Por último, la concienciación no debe tratarse como una iniciativa puntual. A medida que las herramientas de IA sigan evolucionando, también lo harán las formas de utilizarlas. El refuerzo continuo, apoyado por ejemplos del mundo real y escenarios en evolución, es esencial para garantizar que los comportamientos se adaptan a la par que la tecnología.
Trabajar con MetaCompliance
En MetaCompliance, reconocemos que el riesgo de la IA no lo crea la tecnología por sí sola, sino la forma en que las personas interactúan con ella. Nuestro enfoque se centra en ayudar a las organizaciones a comprender e influir en estos comportamientos, creando programas de concienciación que reflejen las realidades del trabajo moderno.

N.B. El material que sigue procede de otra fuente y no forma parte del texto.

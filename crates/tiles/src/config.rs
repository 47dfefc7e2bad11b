use threads::PoolSizes;

#[derive(Debug, Clone, Copy, PartialEq, Eq)]
pub enum PlatformProfile {
    Embedded,
    Desktop,
}

#[derive(Debug, Clone, Copy, PartialEq, Eq)]
pub enum HybridPaintingStrategy {
    PreferCPUIfIdle,
    PreferGPUIfIdle,
    PreferGPUAboveMinimumArea,
    MinimumFractionOfTasksUsingGPU,
    CPUAffineRendering,
    GPUAffineRendering,
}

impl HybridPaintingStrategy {
    pub const ALL: [Self; 6] = [
        Self::PreferCPUIfIdle,
        Self::PreferGPUIfIdle,
        Self::PreferGPUAboveMinimumArea,
        Self::MinimumFractionOfTasksUsingGPU,
        Self::CPUAffineRendering,
        Self::GPUAffineRendering,
    ];

    pub fn default_for(profile: PlatformProfile) -> Self {
        match profile {
            PlatformProfile::Embedded => Self::CPUAffineRendering,
            PlatformProfile::Desktop => Self::GPUAffineRendering,
        }
    }

    pub const fn name(self) -> &'static str {
        match self {
            Self::PreferCPUIfIdle => "PreferCPUIfIdle",
            Self::PreferGPUIfIdle => "PreferGPUIfIdle",
            Self::PreferGPUAboveMinimumArea => "PreferGPUAboveMinimumArea",
            Self::MinimumFractionOfTasksUsingGPU => "MinimumFractionOfTasksUsingGPU",
            Self::CPUAffineRendering => "CPUAffineRendering",
            Self::GPUAffineRendering => "GPUAffineRendering",
        }
    }

    /// Exact, case-sensitive match on the strategy name.
    pub fn from_name(name: &str) -> Option<Self> {
        Self::ALL.into_iter().find(|strategy| strategy.name() == name)
    }
}

pub const CPU_PAINTING_THREADS_ENV: &str = "COMPOSITOR_CPU_PAINTING_THREADS";
pub const GPU_PAINTING_THREADS_ENV: &str = "COMPOSITOR_GPU_PAINTING_THREADS";
pub const GPU_PAINTING_MIN_AREA_ENV: &str = "COMPOSITOR_GPU_PAINTING_MIN_AREA";
pub const GPU_MIN_FRACTION_ENV: &str = "COMPOSITOR_GPU_MIN_FRACTION_OF_TASKS_IN_PERCENT";
pub const HYBRID_PAINTING_STRATEGY_ENV: &str = "COMPOSITOR_HYBRID_PAINTING_STRATEGY";
pub const USE_LINEAR_TILE_TEXTURES_ENV: &str = "COMPOSITOR_USE_LINEAR_TILE_TEXTURES";
pub const ENABLE_CPU_RENDERING_ENV: &str = "COMPOSITOR_ENABLE_CPU_RENDERING";

/// Tile painting settings, resolved once per rendering session.
#[derive(Debug, Clone, Copy, PartialEq)]
pub struct PaintingConfig {
    pub cpu_painting_threads: usize,
    pub gpu_painting_threads: usize,
    pub gpu_painting_min_area: u64,
    /// Probability in `[0, 1]` that the random policy picks the GPU.
    pub gpu_min_fraction_of_tasks: f32,
    pub strategy: HybridPaintingStrategy,
    pub use_linear_tile_textures: bool,
    pub force_cpu_rendering: bool,
}

impl PaintingConfig {
    pub const DEFAULT_GPU_MIN_AREA: u64 = 256 * 256;
    pub const DEFAULT_GPU_MIN_FRACTION_PERCENT: u32 = 50;

    pub fn defaults(profile: PlatformProfile, sizes: PoolSizes) -> Self {
        Self {
            cpu_painting_threads: sizes.cpu_threads,
            gpu_painting_threads: sizes.gpu_threads,
            gpu_painting_min_area: Self::DEFAULT_GPU_MIN_AREA,
            gpu_min_fraction_of_tasks: Self::DEFAULT_GPU_MIN_FRACTION_PERCENT as f32 / 100.0,
            strategy: HybridPaintingStrategy::default_for(profile),
            use_linear_tile_textures: false,
            force_cpu_rendering: false,
        }
    }

    pub fn from_env(profile: PlatformProfile, can_use_accelerated_buffers: bool) -> Self {
        Self::from_lookup(
            profile,
            num_cpus::get(),
            can_use_accelerated_buffers,
            |name| std::env::var(name).ok(),
        )
    }

    pub fn from_lookup<F>(
        profile: PlatformProfile,
        cores: usize,
        can_use_accelerated_buffers: bool,
        lookup: F,
    ) -> Self
    where
        F: Fn(&str) -> Option<String>,
    {
        let force_cpu_rendering = lookup(ENABLE_CPU_RENDERING_ENV).as_deref() == Some("1");
        let accelerated = can_use_accelerated_buffers && !force_cpu_rendering;
        let mut config = Self::defaults(profile, PoolSizes::for_cores(cores, accelerated));
        config.force_cpu_rendering = force_cpu_rendering;

        if let Some(threads) =
            parse_thread_count(&lookup, CPU_PAINTING_THREADS_ENV, PoolSizes::MAX_CPU_THREADS)
        {
            config.cpu_painting_threads = threads;
        }
        if let Some(threads) =
            parse_thread_count(&lookup, GPU_PAINTING_THREADS_ENV, PoolSizes::MAX_GPU_THREADS)
        {
            if accelerated {
                config.gpu_painting_threads = threads;
            } else if threads > 0 {
                tracing::info!(
                    threads,
                    "GPU painting threads requested but accelerated buffers are unavailable"
                );
            }
        }
        if let Some(area) = parse_unsigned(&lookup, GPU_PAINTING_MIN_AREA_ENV) {
            config.gpu_painting_min_area = area;
        }
        if let Some(percent) = parse_unsigned(&lookup, GPU_MIN_FRACTION_ENV) {
            config.gpu_min_fraction_of_tasks = (percent.min(100) as f32) / 100.0;
        }
        if let Some(name) = lookup(HYBRID_PAINTING_STRATEGY_ENV) {
            match HybridPaintingStrategy::from_name(&name) {
                Some(strategy) => config.strategy = strategy,
                None => tracing::warn!(%name, "unknown hybrid painting strategy, ignoring"),
            }
        }
        config.use_linear_tile_textures =
            lookup(USE_LINEAR_TILE_TEXTURES_ENV).as_deref() == Some("1");
        config
    }

    pub fn pool_sizes(&self) -> PoolSizes {
        PoolSizes {
            cpu_threads: self.cpu_painting_threads,
            gpu_threads: if self.force_cpu_rendering {
                0
            } else {
                self.gpu_painting_threads
            },
        }
    }
}

fn parse_unsigned<F>(lookup: &F, name: &str) -> Option<u64>
where
    F: Fn(&str) -> Option<String>,
{
    let value = lookup(name)?;
    match value.trim().parse::<u64>() {
        Ok(parsed) => Some(parsed),
        Err(_) => {
            tracing::warn!(variable = name, %value, "expected an unsigned integer, ignoring");
            None
        }
    }
}

fn parse_thread_count<F>(lookup: &F, name: &str, max: usize) -> Option<usize>
where
    F: Fn(&str) -> Option<String>,
{
    let parsed = parse_unsigned(lookup, name)?;
    match usize::try_from(parsed) {
        Ok(threads) if threads <= max => Some(threads),
        _ => {
            tracing::warn!(
                variable = name,
                value = parsed,
                max,
                "thread count out of range, using default"
            );
            None
        }
    }
}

Nuestra formación en IA está diseñada para ir más allá de la política y la teoría, utilizando un aprendizaje práctico basado en escenarios para mostrar a los empleados cómo se desarrolla el riesgo en las tareas cotidianas. Combinando el conocimiento del comportamiento con resultados mensurables, permitimos a las organizaciones identificar dónde es más probable que se produzca la exposición y tomar medidas específicas para reducirla.

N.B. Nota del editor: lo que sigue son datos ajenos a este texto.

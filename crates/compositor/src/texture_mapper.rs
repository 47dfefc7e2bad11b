use render_protocol::{Color, CompositeOperator, FloatRect, IntRect, PixelBuffer};
use smallvec::SmallVec;

#[derive(Debug, Clone, Copy, Default, PartialEq, Eq)]
pub struct TextureMapperStats {
    pub frames: u64,
    pub textures_drawn: u64,
    pub solid_rects_drawn: u64,
}

/// Software compositor drawing tile textures into a backbuffer in device pixels.
///
/// Only one frame is in flight at a time; clip state lives between
/// [`TextureMapper::begin_painting`] and [`TextureMapper::end_painting`].
#[derive(Debug, Default)]
pub struct TextureMapper {
    clip_stack: SmallVec<[IntRect; 8]>,
    painting: bool,
    stats: TextureMapperStats,
}

impl TextureMapper {
    pub fn new() -> Self {
        Self::default()
    }

    /// Starts a frame clipped to `clip` and clears that region to `background`.
    pub fn begin_painting(&mut self, target: &mut PixelBuffer, clip: IntRect, background: Color) {
        debug_assert!(!self.painting, "begin_painting while already painting");
        self.clip_stack.clear();
        let clip = clip.intersection(target.bounds());
        self.clip_stack.push(clip);
        self.painting = true;
        target.fill_rect(clip, background, CompositeOperator::Copy);
    }

    pub fn end_painting(&mut self) {
        debug_assert!(self.painting, "end_painting without begin_painting");
        debug_assert_eq!(self.clip_stack.len(), 1, "unbalanced clip stack");
        self.clip_stack.clear();
        self.painting = false;
        self.stats.frames += 1;
    }

    pub fn is_painting(&self) -> bool {
        self.painting
    }

    pub fn clip(&self) -> IntRect {
        self.clip_stack.last().copied().unwrap_or_default()
    }

    pub fn begin_clip(&mut self, rect: FloatRect) {
        let clip = self.clip().intersection(rect.enclosing_int_rect());
        self.clip_stack.push(clip);
    }

    pub fn end_clip(&mut self) {
        debug_assert!(self.clip_stack.len() > 1, "end_clip without begin_clip");
        if self.clip_stack.len() > 1 {
            self.clip_stack.pop();
        }
    }

    pub fn draw_texture(
        &mut self,
        target: &mut PixelBuffer,
        texture: &PixelBuffer,
        destination: FloatRect,
        opacity: f32,
    ) {
        let clip = self.clip();
        if clip.is_empty() || !clip.intersects(destination.enclosing_int_rect()) {
            return;
        }
        target.draw_buffer(texture, destination, opacity, clip);
        self.stats.textures_drawn += 1;
    }

    pub fn draw_solid_color(
        &mut self,
        target: &mut PixelBuffer,
        rect: FloatRect,
        color: Color,
        opacity: f32,
    ) {
        let rect = rect.enclosing_int_rect().intersection(self.clip());
        if rect.is_empty() {
            return;
        }
        let alpha = (color.a as f32 * opacity.clamp(0.0, 1.0)).round() as u8;
        if alpha == 0 {
            return;
        }
        target.fill_rect(
            rect,
            Color { a: alpha, ..color },
            CompositeOperator::SourceOver,
        );
        self.stats.solid_rects_drawn += 1;
    }

    pub fn stats(&self) -> TextureMapperStats {
        self.stats
    }
}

También ayudamos a las organizaciones a integrar prácticas seguras de IA en su cultura de seguridad más amplia, garantizando que los empleados tengan los conocimientos, las herramientas y la confianza para utilizar la IA de forma responsable sin ralentizar la productividad.
A medida que la IA siga dando forma al modo en que se realiza el trabajo, las organizaciones que triunfen serán las que puedan equilibrar la innovación con el control, facultando a su gente para moverse con rapidez sin perder la seguridad.

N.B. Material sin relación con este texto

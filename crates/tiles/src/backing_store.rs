use std::sync::Arc;

use bitvec::prelude::{BitVec, Lsb0};
use render_protocol::{FloatRect, IntRect, IntSize};
use static_assertions::const_assert;

use crate::buffer::TileBuffer;
use crate::engine::PaintingEngine;
use crate::recording::LayerPainter;

/// Edge of a backing store tile in device pixels.
pub const TILE_SIZE: u32 = 256;
const_assert!(TILE_SIZE.is_power_of_two());

#[derive(Debug, Clone, Copy, PartialEq, Eq, Hash, PartialOrd, Ord)]
pub struct TileCoordinate {
    pub x: u32,
    pub y: u32,
}

impl TileCoordinate {
    pub const fn new(x: u32, y: u32) -> Self {
        Self { x, y }
    }
}

#[derive(Debug, Clone, PartialEq, Eq)]
struct TileDirtyBitset {
    tiles_per_row: u32,
    tiles_per_column: u32,
    bits: BitVec<usize, Lsb0>,
    dirty_count: usize,
}

impl TileDirtyBitset {
    fn new(tiles_per_row: u32, tiles_per_column: u32) -> Self {
        let tile_count = tiles_per_row as usize * tiles_per_column as usize;
        Self {
            tiles_per_row,
            tiles_per_column,
            bits: BitVec::repeat(false, tile_count),
            dirty_count: 0,
        }
    }

    fn index(&self, tile: TileCoordinate) -> Option<usize> {
        (tile.x < self.tiles_per_row && tile.y < self.tiles_per_column)
            .then(|| tile.y as usize * self.tiles_per_row as usize + tile.x as usize)
    }

    fn is_set(&self, tile: TileCoordinate) -> bool {
        self.index(tile)
            .and_then(|index| self.bits.get(index).map(|bit| *bit))
            .unwrap_or(false)
    }

    fn assign(&mut self, tile: TileCoordinate, dirty: bool) {
        let Some(index) = self.index(tile) else {
            return;
        };
        let Some(mut slot) = self.bits.get_mut(index) else {
            return;
        };
        if *slot != dirty {
            *slot = dirty;
            if dirty {
                self.dirty_count += 1;
            } else {
                self.dirty_count -= 1;
            }
        }
    }

    fn set_all(&mut self) {
        self.bits.fill(true);
        self.dirty_count = self.bits.len();
    }

    fn iter_dirty_tiles(&self) -> impl Iterator<Item = TileCoordinate> + '_ {
        let tiles_per_row = self.tiles_per_row as usize;
        self.bits.iter_ones().map(move |index| {
            TileCoordinate::new((index % tiles_per_row) as u32, (index / tiles_per_row) as u32)
        })
    }
}

/// One tile repainted by [`TiledBackingStore::update`]. The buffer may still be painting.
#[derive(Debug)]
pub struct TileUpdate {
    pub coordinate: TileCoordinate,
    /// Tile bounds in device pixels.
    pub rect: IntRect,
    pub buffer: Arc<TileBuffer>,
}

#[derive(Debug, Default)]
pub struct BackingStoreUpdate {
    pub tiles: Vec<TileUpdate>,
    /// Some tile could not get a buffer and is still dirty.
    pub retry_needed: bool,
}

/// Grid of fixed-size tiles covering a layer at a given contents scale, tracking which
/// tiles must be repainted.
#[derive(Debug, Clone)]
pub struct TiledBackingStore {
    size: IntSize,
    scale: f32,
    scaled_size: IntSize,
    dirty: TileDirtyBitset,
}

impl TiledBackingStore {
    /// `size` is in layer units. Every tile starts dirty.
    pub fn new(size: IntSize, scale: f32) -> Self {
        let mut store = Self {
            size: IntSize::default(),
            scale: 1.0,
            scaled_size: IntSize::default(),
            dirty: TileDirtyBitset::new(0, 0),
        };
        store.resize(size, scale);
        store
    }

    pub fn size(&self) -> IntSize {
        self.size
    }

    pub fn scale(&self) -> f32 {
        self.scale
    }

    pub fn tiles_per_row(&self) -> u32 {
        self.dirty.tiles_per_row
    }

    pub fn tiles_per_column(&self) -> u32 {
        self.dirty.tiles_per_column
    }

    /// Rebuilds the grid. A change of size or scale invalidates everything.
    pub fn resize(&mut self, size: IntSize, scale: f32) {
        if size == self.size && scale == self.scale && !self.dirty.bits.is_empty() {
            return;
        }
        let scale = if scale > 0.0 { scale } else { 1.0 };
        self.size = size;
        self.scale = scale;
        self.scaled_size = size.scaled(scale);
        let width = self.scaled_size.width.max(0) as u32;
        let height = self.scaled_size.height.max(0) as u32;
        self.dirty = TileDirtyBitset::new(width.div_ceil(TILE_SIZE), height.div_ceil(TILE_SIZE));
        self.dirty.set_all();
    }

    /// Device pixel bounds of `tile`, clipped to the layer.
    pub fn tile_rect(&self, tile: TileCoordinate) -> IntRect {
        let rect = IntRect::new(
            (tile.x * TILE_SIZE) as i32,
            (tile.y * TILE_SIZE) as i32,
            TILE_SIZE as i32,
            TILE_SIZE as i32,
        );
        rect.intersection(IntRect::from_size(self.scaled_size))
    }

    /// Marks every tile touching `rect` (layer units) dirty.
    pub fn invalidate(&mut self, rect: IntRect) {
        let scaled = FloatRect::from(rect)
            .scaled(self.scale)
            .enclosing_int_rect()
            .intersection(IntRect::from_size(self.scaled_size));
        if scaled.is_empty() {
            return;
        }
        let tile = TILE_SIZE as i32;
        for y in scaled.y / tile..=(scaled.max_y() - 1) / tile {
            for x in scaled.x / tile..=(scaled.max_x() - 1) / tile {
                self.dirty.assign(TileCoordinate::new(x as u32, y as u32), true);
            }
        }
    }

    pub fn invalidate_all(&mut self) {
        self.dirty.set_all();
    }

    pub fn is_dirty(&self, tile: TileCoordinate) -> bool {
        self.dirty.is_set(tile)
    }

    pub fn dirty_tile_count(&self) -> usize {
        self.dirty.dirty_count
    }

    pub fn has_dirty_tiles(&self) -> bool {
        self.dirty.dirty_count > 0
    }

    /// Repaints every dirty tile through `engine`, recording and replaying on the worker
    /// pools when threaded rendering is enabled. Tiles whose buffer cannot be allocated
    /// stay dirty.
    pub fn update(
        &mut self,
        engine: &PaintingEngine,
        painter: &dyn LayerPainter,
        opaque: bool,
    ) -> BackingStoreUpdate {
        let mut update = BackingStoreUpdate::default();
        let dirty: Vec<TileCoordinate> = self.dirty.iter_dirty_tiles().collect();
        for coordinate in dirty {
            let rect = self.tile_rect(coordinate);
            if rect.is_empty() {
                self.dirty.assign(coordinate, false);
                continue;
            }
            let result = if engine.use_threaded_rendering() {
                let tile = engine.record(painter, rect, opaque, self.scale);
                engine.replay(tile, rect)
            } else {
                engine.paint(painter, rect, opaque, self.scale)
            };
            match result {
                Ok(buffer) => {
                    self.dirty.assign(coordinate, false);
                    update.tiles.push(TileUpdate {
                        coordinate,
                        rect,
                        buffer,
                    });
                }
                Err(error) => {
                    tracing::debug!(?coordinate, %error, "tile left dirty for retry");
                    update.retry_needed = true;
                }
            }
        }
        update
    }
}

Si está buscando crear un enfoque más eficaz y centrado en el ser humano para el riesgo de la IA, póngase en contacto con nuestro equipo para saber cómo podemos ayudarle.
Preguntas frecuentes sobre la IA:
¿Cuáles son los principales riesgos de que los empleados utilicen herramientas de IA en el trabajo?
Los principales riesgos incluyen el intercambio involuntario de datos sensibles o confidenciales, la confianza en resultados generados por la IA inexactos o sesgados y el uso de herramientas no aprobadas que quedan fuera de los controles de seguridad de la organización. Estos riesgos suelen derivarse de las tareas cotidianas más que de un uso indebido deliberado.
¿Por qué los empleados comparten datos confidenciales con herramientas de IA?
En la mayoría de los casos, los empleados no están intentando romper las reglas. Están intentando trabajar de forma más eficaz. Las herramientas de IA facilitan el resumen de documentos, el análisis de datos y la redacción de contenidos con rapidez, lo que puede llevar a compartir información sensible sin tener plenamente en cuenta adónde van esos datos o cómo… se utilizado.
¿Son completamente seguras las herramientas de IA internas o aprobadas por la empresa?
No necesariamente. Aunque las herramientas homologadas suelen ser más seguras, siguen siendo requiere uso adecuado. Los empleados deben comprender qué datos pueden y no pueden compartirse, cómo deben verificarse los resultados y dónde existen limitaciones para evitar introducir riesgos.
¿Cómo pueden las organizaciones reducir los riesgos de seguridad relacionados con la IA?
Las organizaciones pueden reducir el riesgo proporcionando una orientación clara, ofreciendo herramientas de IA seguras y aprobadas, e impartiendo una formación que refleje los escenarios del mundo real. Los programas continuos de concienciación centrados en el comportamiento son fundamentales para ayudar a los empleados a reconocer y responder a los riesgos en las situaciones cotidianas.
¿Qué es la formación para la concienciación sobre la seguridad de la IA?
La formación para la concienciación sobre la seguridad de la IA ayuda a los empleados a comprender cómo utilizar las herramientas de IA de forma segura y responsable. Se centra en escenarios de la vida real, como el manejo de datos sensibles y la validación de los resultados de la IA, para garantizar que los empleados puedan beneficiarse de la IA sin introducir riesgos innecesarios para la organización.